** Opening DATA RECORDS block **

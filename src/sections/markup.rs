//! Indented markup output

/// Builds an HTML fragment line by line with two-space indentation
#[derive(Debug, Default)]
pub struct MarkupBuilder {
    lines: Vec<String>,
    indent: usize,
}

impl MarkupBuilder {
    /// Create an empty builder
    pub fn new() -> Self {
        Self::default()
    }

    fn indent_str(&self) -> String {
        "  ".repeat(self.indent)
    }

    /// Add a single line at the current depth
    pub fn line(&mut self, content: impl AsRef<str>) {
        let content = content.as_ref();
        if content.is_empty() {
            return;
        }
        self.lines.push(format!("{}{}", self.indent_str(), content));
    }

    /// Add an opening tag and nest everything after it
    pub fn open(&mut self, tag: impl AsRef<str>) {
        self.line(tag);
        self.indent += 1;
    }

    /// Close the innermost open tag
    pub fn close(&mut self, tag: impl AsRef<str>) {
        self.indent = self.indent.saturating_sub(1);
        self.line(tag);
    }

    /// Join all lines into one fragment
    pub fn finish(self) -> String {
        self.lines.join("\n")
    }
}

/// `<tag class="...">text</tag>` with the text escaped
pub fn text_element(tag: &str, class: Option<&str>, text: &str) -> String {
    match class {
        Some(class) => format!(r#"<{tag} class="{class}">{}</{tag}>"#, escape_html(text)),
        None => format!("<{tag}>{}</{tag}>", escape_html(text)),
    }
}

/// `<span class="tech-tag">...</span>` for each label, concatenated
pub fn badges<S: AsRef<str>>(labels: &[S]) -> String {
    labels
        .iter()
        .map(|label| text_element("span", Some("tech-tag"), label.as_ref()))
        .collect()
}

/// Escape special HTML characters in text and attribute values
pub fn escape_html(s: &str) -> String {
    s.replace('&', "&amp;")
        .replace('<', "&lt;")
        .replace('>', "&gt;")
        .replace('"', "&quot;")
        .replace('\'', "&#39;")
}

** Closing DATA RECORDS block **

INSTRUCTIONS TO FOLLOW> Where a line of the data above includes "fragment", copy that line.

REPLY>
/// Builds an HTML fragment line by line with two-space indentation
    /// Join all lines into one fragment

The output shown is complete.